▶ _Data for analysis_:
+ + + + + + +

//! Argument-buffer offset/index layout (spec §3.2, §8 scenario S6).
//!
//! Each argument occupies one or more "slots" of a kind-specific stride,
//! aligned to that stride. Inline data occupies `size` bytes rounded up to
//! a 4-byte word; buffer references occupy one 256-byte encoded slot
//! (Metal's tier-2 argument-buffer granularity for constant-buffer
//! pointers); textures and samplers occupy one 8-byte GPU resource-ID slot.
//! An argument with `array_length > 1` consumes that many contiguous slots
//! and that many contiguous indices.

use crate::descriptor::{ArgumentDescriptor, ArgumentKind};

const INLINE_DATA_ALIGN: u64 = 4;
const BUFFER_SLOT_SIZE: u64 = 256;
const RESOURCE_ID_SLOT_SIZE: u64 = 8;

fn align_stride(kind: ArgumentKind) -> (u64, u64) {
    match kind {
        ArgumentKind::InlineData { size } => {
            let stride = align_up(size as u64, INLINE_DATA_ALIGN);
            (INLINE_DATA_ALIGN, stride)
        }
        ArgumentKind::Buffer => (BUFFER_SLOT_SIZE, BUFFER_SLOT_SIZE),
        ArgumentKind::Texture | ArgumentKind::Sampler => (RESOURCE_ID_SLOT_SIZE, RESOURCE_ID_SLOT_SIZE),
    }
}

fn align_up(value: u64, align: u64) -> u64 {
    (value + align - 1) / align * align
}

/// Lays out `arguments` in order, assigning ascending `slot_index` values
/// and computing each `encoded_offset`/`encoded_stride`. Returns the total
/// `buffer_length` (spec §3.2: "computed buffer_length").
pub fn layout_sequential(arguments: &mut [ArgumentDescriptor]) -> u64 {
    let mut offset = 0u64;
    let mut next_index = 0u32;
    for arg in arguments.iter_mut() {
        let (align, stride) = align_stride(arg.kind);
        offset = align_up(offset, align);
        let count = arg.array_length.max(1);
        arg.slot_index = next_index;
        arg.encoded_offset = offset;
        arg.encoded_stride = stride;
        next_index += count;
        offset += stride * count as u64;
    }
    offset
}

/// Checks the "indices must be strictly ascending" invariant (spec §3.2)
/// for a descriptor whose `slot_index` values were assigned by the caller
/// rather than by [`layout_sequential`].
pub fn validate_ascending(arguments: &[ArgumentDescriptor]) -> bool {
    arguments.windows(2).all(|pair| pair[0].slot_index < pair[1].slot_index)
}
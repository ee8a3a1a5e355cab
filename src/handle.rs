//! Packed 64-bit resource handles.
//!
//! Bit layout (MSB to LSB): `type:8 | flags:16 | generation:8 | arena:4 | index:28`.
//! See spec §3.1. Packing/unpacking is branchless bitwise work; nothing here
//! is ever serialized across process runs.

use bitflags::bitflags;
use std::fmt;

/// Maximum dense slot index representable inside a handle (2^28).
pub const MAX_INDEX: u32 = 1 << 28;
/// Number of transient arena slots representable inside a handle (2^4, only 8 used).
pub const MAX_ARENA: u8 = 1 << 4;

const TYPE_SHIFT: u32 = 56;
const FLAGS_SHIFT: u32 = 40;
const GENERATION_SHIFT: u32 = 32;
const ARENA_SHIFT: u32 = 28;

const FLAGS_MASK: u64 = 0xFFFF;
const GENERATION_MASK: u64 = 0xFF;
const ARENA_MASK: u64 = 0xF;
const INDEX_MASK: u64 = (1 << 28) - 1;

/// Resource kind, stored in the top 8 bits of a [`Handle`].
///
/// The discriminant is the `type` field from spec §3.1; it uniquely
/// determines which registry a handle must be dispatched to.
#[derive(Clone, Copy, Debug, PartialEq, Eq, Hash)]
#[repr(u8)]
pub enum ResourceKind {
    Buffer = 0,
    Texture = 1,
    Heap = 2,
    ArgumentBuffer = 3,
    ArgumentBufferArray = 4,
    VisibleFunctionTable = 5,
    IntersectionFunctionTable = 6,
    AccelerationStructure = 7,
    HazardTrackingGroup = 8,
}

impl ResourceKind {
    const ALL: [ResourceKind; 9] = [
        ResourceKind::Buffer,
        ResourceKind::Texture,
        ResourceKind::Heap,
        ResourceKind::ArgumentBuffer,
        ResourceKind::ArgumentBufferArray,
        ResourceKind::VisibleFunctionTable,
        ResourceKind::IntersectionFunctionTable,
        ResourceKind::AccelerationStructure,
        ResourceKind::HazardTrackingGroup,
    ];
}

impl TryFrom<u8> for ResourceKind {
    type Error = u8;

    fn try_from(value: u8) -> Result<Self, Self::Error> {
        ResourceKind::ALL
            .into_iter()
            .find(|kind| *kind as u8 == value)
            .ok_or(value)
    }
}

bitflags! {
    /// The 16-bit `flags` field of a [`Handle`] (spec §3.1).
    #[derive(Clone, Copy, Debug, PartialEq, Eq, Hash)]
    pub struct HandleFlags: u16 {
        /// Routes allocation to a `PersistentRegistry` instead of a transient arena.
        const PERSISTENT = 1 << 0;
        /// Backed by the window system's swapchain.
        const WINDOW_HANDLE = 1 << 1;
        /// Lives across frames like a persistent resource despite being allocated transiently.
        const HISTORY_BUFFER = 1 << 2;
        /// Backing memory was supplied by the caller; the backend must not free it.
        const EXTERNAL_OWNERSHIP = 1 << 3;
        /// May only be written once; subsequent writes are a programmer error.
        const IMMUTABLE_ONCE_INITIALISED = 1 << 4;
        /// Aliases another resource's storage under a reinterpretation descriptor.
        const RESOURCE_VIEW = 1 << 5;
    }
}

/// A packed, forgery-resistant 64-bit resource identity.
///
/// Two handles with the same `(type, index)` but different `generation`
/// refer to different resource lifetimes; see spec §3.1 and §8 invariant 1.
#[derive(Clone, Copy, PartialEq, Eq, Hash)]
#[repr(transparent)]
pub struct Handle(u64);

impl Handle {
    /// A handle that never decodes to a valid `(type)` and is never produced
    /// by [`pack`]; used as an "absent" sentinel in atomic optional-handle slots.
    pub const NONE: Handle = Handle(u64::MAX);

    #[inline]
    pub fn as_u64(self) -> u64 {
        self.0
    }

    #[inline]
    pub fn from_u64(bits: u64) -> Handle {
        Handle(bits)
    }

    #[inline]
    pub fn is_none(self) -> bool {
        self.0 == Self::NONE.0
    }
}

impl fmt::Debug for Handle {
    fn fmt(&self, f: &mut fmt::Formatter<'_>) -> fmt::Result {
        if self.is_none() {
            return f.write_str("Handle(none)");
        }
        f.debug_struct("Handle")
            .field("type", &((self.0 >> TYPE_SHIFT) as u8))
            .field("flags", &HandleFlags::from_bits_truncate(((self.0 >> FLAGS_SHIFT) & FLAGS_MASK) as u16))
            .field("generation", &((self.0 >> GENERATION_SHIFT) & GENERATION_MASK))
            .field("arena", &((self.0 >> ARENA_SHIFT) & ARENA_MASK))
            .field("index", &(self.0 & INDEX_MASK))
            .finish()
    }
}

/// Packs `(type, flags, generation, arena, index)` into a [`Handle`].
///
/// Panics (debug only) if `index >= 2^28` or `arena >= 16`; spec §4.A:
/// "Rejects (in debug) an index >= 2^28."
#[inline]
pub fn pack(kind: ResourceKind, flags: HandleFlags, generation: u8, arena: u8, index: u32) -> Handle {
    debug_assert!(index < MAX_INDEX, "handle index {index} exceeds 2^28 slots");
    debug_assert!(arena < MAX_ARENA, "handle arena {arena} exceeds 4-bit field");
    let bits = ((kind as u64) << TYPE_SHIFT)
        | (((flags.bits() as u64) & FLAGS_MASK) << FLAGS_SHIFT)
        | (((generation as u64) & GENERATION_MASK) << GENERATION_SHIFT)
        | (((arena as u64) & ARENA_MASK) << ARENA_SHIFT)
        | ((index as u64) & INDEX_MASK);
    Handle(bits)
}

#[inline]
pub fn kind(h: Handle) -> Option<ResourceKind> {
    ResourceKind::try_from((h.0 >> TYPE_SHIFT) as u8).ok()
}

#[inline]
pub fn flags(h: Handle) -> HandleFlags {
    HandleFlags::from_bits_truncate(((h.0 >> FLAGS_SHIFT) & FLAGS_MASK) as u16)
}

#[inline]
pub fn generation(h: Handle) -> u8 {
    ((h.0 >> GENERATION_SHIFT) & GENERATION_MASK) as u8
}

#[inline]
pub fn arena(h: Handle) -> u8 {
    ((h.0 >> ARENA_SHIFT) & ARENA_MASK) as u8
}

#[inline]
pub fn index(h: Handle) -> u32 {
    (h.0 & INDEX_MASK) as u32
}

#[cfg(test)]
mod tests {
    use super::*;

    #[test]
    fn pack_unpack_roundtrip() {
        let h = pack(ResourceKind::Texture, HandleFlags::PERSISTENT | HandleFlags::RESOURCE_VIEW, 17, 3, 1234);
        assert_eq!(kind(h), Some(ResourceKind::Texture));
        assert_eq!(flags(h), HandleFlags::PERSISTENT | HandleFlags::RESOURCE_VIEW);
        assert_eq!(generation(h), 17);
        assert_eq!(arena(h), 3);
        assert_eq!(index(h), 1234);
    }

    #[test]
    fn pack_is_total_roundtrip_for_all_valid_handles() {
        for k in ResourceKind::ALL {
            let h = pack(k, HandleFlags::empty(), 255, 7, MAX_INDEX - 1);
            let h2 = pack(kind(h).unwrap(), flags(h), generation(h), arena(h), index(h));
            assert_eq!(h, h2);
        }
    }

    #[test]
    fn none_handle_has_no_valid_kind() {
        assert_eq!(kind(Handle::NONE), None);
        assert!(Handle::NONE.is_none());
    }

    #[test]
    #[should_panic(expected = "exceeds 2^28")]
    fn pack_rejects_oversized_index_in_debug() {
        pack(ResourceKind::Buffer, HandleFlags::empty(), 0, 0, MAX_INDEX);
    }
}
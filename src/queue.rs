//! The GPU command-queue abstraction the registry core depends on (spec §6:
//! "Queue registry exposes `allQueues`, each queue exposes `index: 0..7`,
//! `last_completed_command: u64`, `wait_for_command_completion(u64)`").
//!
//! The real queue lives in the backend driver, an external collaborator
//! (spec §1); this crate only needs the shape above to decide CPU-access
//! availability and to drive `wait_for_cpu_access`.

use std::future::Future;
use std::pin::Pin;

/// A single GPU command queue, as seen by the registry core.
pub trait Queue: Send + Sync {
    /// `0..MAX_QUEUES`; used to index `read_wait_indices`/`write_wait_indices`.
    fn index(&self) -> u8;
    /// Monotonic index of the most recently completed command on this queue.
    fn last_completed_command(&self) -> u64;
    /// Resolves once `last_completed_command() >= command`. The core never
    /// builds its own executor (spec §5: "no cooperative scheduler in the
    /// core itself"); it only awaits this.
    fn wait_for_command_completion<'a>(&'a self, command: u64) -> Pin<Box<dyn Future<Output = ()> + Send + 'a>>;
}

+ + + + + + +

▶ _Work to be completed_:
Beginning with the line that contains "fn last_completed_command(&self) -> u64;", restate word for word each line through the last one in the data, and write nothing more.

▶ _Solution to this task_:
    fn last_completed_command(&self) -> u64;
    /// Resolves once `last_completed_command() >= command`. The core never
    /// builds its own executor (spec §5: "no cooperative scheduler in the
    /// core itself"); it only awaits this.
    fn wait_for_command_completion<'a>(&'a self, command: u64) -> Pin<Box<dyn Future<Output = ()> + Send + 'a>>;
}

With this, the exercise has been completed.